I read somewhere (possibly the manual) that it uses one tube for power, and another to offset the transformer somehow. I guess in theory it's wrong but somehow it works.
 
It's using two tubes in single end class A and the reictifier tube... explains it in the owner's manual page 31. And it's the two tubes next to the recitifier tube that the amp uses for the single ended class A. So that would be the three tubes that you are seeing lit up all next to each other.
 
From the schematic, it shows the left pair or V7 and V9 is switched to triode. Each tube also gets a 1.6K 25 Watt resistor place between the plates
and the OT's primaries to lower the output and the ground reference is raised with two 370 Ohm 7W resistors. V8 and V10 are technically on, but there is
a relay on the phase inverter that turns off the signal that rides on the bias to these two tubes. Mesa uses V7 and V9 wired in parallel to look single ended.

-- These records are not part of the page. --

/// Summary of a finished run.
#[derive(Debug, Clone)]
pub struct SyncReport {
    /// Unique id of this run
    pub run_id: String,
    /// Site that was loaded
    pub site_id: String,
    /// When the run started
    pub started_at: DateTime<Utc>,
    /// When the run reached `Done`
    pub finished_at: Option<DateTime<Utc>>,
    /// Phases entered, in order
    pub phases: Vec<Phase>,
    /// Nodes emitted per collection, in emission order
    pub nodes_emitted: Vec<(String, usize)>,
    /// Fields degraded to null
    pub faults: Vec<FieldFault>,
    /// Records that could not become nodes
    pub skipped_records: usize,
}

impl SyncReport {
    fn new(site_id: &str) -> Self {
        Self {
            run_id: uuid::Uuid::new_v4().to_string(),
            site_id: site_id.to_string(),
            started_at: Utc::now(),
            finished_at: None,
            phases: Vec::new(),
            nodes_emitted: Vec::new(),
            faults: Vec::new(),
            skipped_records: 0,
        }
    }

    fn enter(&mut self, phase: Phase) {
        info!(run_id = %self.run_id, phase = phase.as_str(), "Entering phase");
        self.phases.push(phase);
    }

    /// Nodes emitted into one collection.
    pub fn emitted(&self, type_name: &str) -> usize {
        self.nodes_emitted
            .iter()
            .find(|(name, _)| name == type_name)
            .map(|(_, count)| *count)
            .unwrap_or(0)
    }

    /// Nodes emitted across all collections.
    pub fn total_nodes(&self) -> usize {
        self.nodes_emitted.iter().map(|(_, count)| count).sum()
    }

    /// Whether the run reached `Done`.
    pub fn is_complete(&self) -> bool {
        self.phases.last() == Some(&Phase::Done)
    }
}

/// Collaborators shared by every phase.
#[derive(Clone, Copy)]
struct RunContext<'a> {
    backend: &'a dyn ContentBackend,
    store: &'a dyn NodeStore,
    config: &'a SourceConfig,
}

impl<'a> RunContext<'a> {
    /// Build and emit one node per record.
    ///
    /// A record whose id was already emitted into the collection is skipped.
    async fn emit_all(
        &self,
        builder: &NodeBuilder<'_>,
        content_type: &ContentType,
        collection: &CollectionHandle,
        records: Vec<RawRecord>,
        report: &mut SyncReport,
    ) -> Result<(), SourceError> {
        let mut emitted = 0;
        let mut seen = HashSet::new();

        for record in records {
            let built = match builder.build(content_type, &record) {
                Ok(built) => built,
                Err(e) => {
                    warn!(type_name = %content_type.type_name, error = %e, "Skipping record");
                    report.skipped_records += 1;
                    continue;
                }
            };

            if !seen.insert(built.node.id.clone()) {
                warn!(
                    type_name = %content_type.type_name,
                    id = %built.node.id,
                    "Skipping repeated record"
                );
                report.skipped_records += 1;
                continue;
            }

            debug!(
                type_name = %content_type.type_name,
                id = %built.node.id,
                degraded = built.faults.len(),
                "Emitting node"
            );

            report.faults.extend(built.faults);
            self.store.add_node(collection, built.node).await?;
            emitted += 1;
        }

        report
            .nodes_emitted
            .push((content_type.type_name.clone(), emitted));
        Ok(())
    }
}

struct SchemaLoading<'a> {
    ctx: RunContext<'a>,
}

struct MediaLoading<'a> {
    ctx: RunContext<'a>,
    schema: Schema,
}

struct EntryLoading<'a> {
    ctx: RunContext<'a>,
    schema: Schema,
}

impl<'a> SchemaLoading<'a> {
    async fn run(self, report: &mut SyncReport) -> Result<MediaLoading<'a>, SourceError> {
        report.enter(Phase::SchemaLoading);

        let loader = SchemaLoader::new(self.ctx.backend, self.ctx.store, self.ctx.config.type_name.clone());
        let schema = loader.load(&self.ctx.config.site_id).await?;

        info!(content_types = schema.len(), "Schema ready");
        Ok(MediaLoading {
            ctx: self.ctx,
            schema,
        })
    }
}

impl<'a> MediaLoading<'a> {
    async fn run(self, report: &mut SyncReport) -> Result<EntryLoading<'a>, SourceError> {
        report.enter(Phase::MediaLoading);

        let media_type = self.schema.media_type();
        self.ctx.store.register_collection(&media_type.type_name).await?;
        let collection = self.ctx.store.collection(&media_type.type_name).await?;

        let records = self
            .ctx
            .backend
            .list_media_items(&self.ctx.config.site_id)
            .await?;
        info!(count = records.len(), "Loaded media items");

        let builder = NodeBuilder::new(&self.schema, self.ctx.store);
        self.ctx
            .emit_all(&builder, media_type, &collection, records, report)
            .await?;

        Ok(EntryLoading {
            ctx: self.ctx,
            schema: self.schema,
        })
    }
}

impl<'a> EntryLoading<'a> {
    async fn run(self, report: &mut SyncReport) -> Result<(), SourceError> {
        report.enter(Phase::EntryLoading);

        let builder = NodeBuilder::new(&self.schema, self.ctx.store);
        for content_type in self.schema.content_types() {
            let collection = self.ctx.store.collection(&content_type.type_name).await?;
            let records = self
                .ctx
                .backend
                .list_records(&content_type.source_table_id)
                .await?;

            info!(type_name = %content_type.type_name, count = records.len(), "Loaded entries");
            self.ctx
                .emit_all(&builder, content_type, &collection, records, report)
                .await?;
        }

        Ok(())
    }
}
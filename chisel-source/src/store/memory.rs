//! In-memory graph store.

use async_trait::async_trait;
use serde_json::{Map, Value};
use std::collections::{HashMap, HashSet};
use std::sync::Arc;
use tokio::sync::RwLock;

use super::traits::*;
use crate::node::Node;

#[derive(Debug, Default)]
struct MemoryState {
    /// Collections in registration order
    order: Vec<String>,
    nodes: HashMap<String, Vec<Node>>,
    ids: HashMap<String, HashSet<String>>,
    /// Type name of every emitted node, in emission order
    emissions: Vec<String>,
}

/// Graph store that keeps every node in memory.
#[derive(Debug, Clone, Default)]
pub struct MemoryStore {
    state: Arc<RwLock<MemoryState>>,
}

impl MemoryStore {
    /// Create an empty store.
    pub fn new() -> Self {
        Self::default()
    }

    /// Registered collections, in registration order.
    pub async fn collections(&self) -> Vec<String> {
        self.state.read().await.order.clone()
    }

    /// Nodes of one collection, in emission order.
    pub async fn nodes(&self, type_name: &str) -> Vec<Node> {
        let state = self.state.read().await;
        state.nodes.get(type_name).cloned().unwrap_or_default()
    }

    /// Find one node by collection and id.
    pub async fn node(&self, type_name: &str, id: &str) -> Option<Node> {
        let state = self.state.read().await;
        state
            .nodes
            .get(type_name)
            .and_then(|nodes| nodes.iter().find(|n| n.id == id).cloned())
    }

    /// Total number of nodes across all collections.
    pub async fn node_count(&self) -> usize {
        self.state.read().await.emissions.len()
    }

    /// Collection of every emitted node, in emission order.
    pub async fn emission_log(&self) -> Vec<String> {
        self.state.read().await.emissions.clone()
    }

    /// Render the whole graph as `{ typeName: [node, ...] }`.
    pub async fn snapshot(&self) -> Value {
        let state = self.state.read().await;
        let mut graph = Map::new();
        for type_name in &state.order {
            let nodes = state
                .nodes
                .get(type_name)
                .map(|nodes| nodes.iter().map(Node::to_json).collect())
                .unwrap_or_default();
            graph.insert(type_name.clone(), Value::Array(nodes));
        }
        Value::Object(graph)
    }
}

#[async_trait]
impl NodeStore for MemoryStore {
    async fn register_collection(&self, type_name: &str) -> Result<(), StoreError> {
        let mut state = self.state.write().await;
        if !state.nodes.contains_key(type_name) {
            state.order.push(type_name.to_string());
            state.nodes.insert(type_name.to_string(), Vec::new());
            state.ids.insert(type_name.to_string(), HashSet::new());
        }
        Ok(())
    }

    async fn collection(&self, type_name: &str) -> Result<CollectionHandle, StoreError> {
        let state = self.state.read().await;
        if state.nodes.contains_key(type_name) {
            Ok(CollectionHandle::new(type_name))
        } else {
            Err(StoreError::UnknownCollection(type_name.to_string()))
        }
    }

    async fn add_node(&self, collection: &CollectionHandle, node: Node) -> Result<(), StoreError> {
        let mut state = self.state.write().await;
        let type_name = collection.type_name();

        let ids = state
            .ids
            .get_mut(type_name)
            .ok_or_else(|| StoreError::UnknownCollection(type_name.to_string()))?;
        if !ids.insert(node.id.clone()) {
            return Err(StoreError::DuplicateNode {
                collection: type_name.to_string(),
                id: node.id,
            });
        }

        state.emissions.push(type_name.to_string());
        state.nodes.entry(type_name.to_string()).or_default().push(node);
        Ok(())
    }
}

They did this so they did not have to make it truly single ended using one output tube and having to fool the output transformer to think it's a gapped core.
 
so the bottom line is it's using two power tubes in 10 watt class A. I was wondering about this myself as supposedly a true class A is single-ended (one power tube operational) and that would mean one of the tubes in the power section pair is being worn out more than the other. But this is apparently not the case as two are running in 10 watts class A.
 
Boogiebabies said:
From the schematic, it shows the left pair or V7 and V9 is switched to triode. Each tube also gets a 1.6K 25 Watt resistor place between the plates
and the OT's primaries to lower the output and the ground reference is raised with two 370 Ohm 7W resistors. V8 and V10 are technically on, but there is
a relay on the phase inverter that turns off the signal that rides on the bias to these two tubes. Mesa uses V7 and V9 wired in parallel to look single ended.
They did this so they did not have to make it truly single ended using one output tube and having to fool the output transformer to think it's a gapped core.

Holy tech talk, batman. Thanks for the detailed info!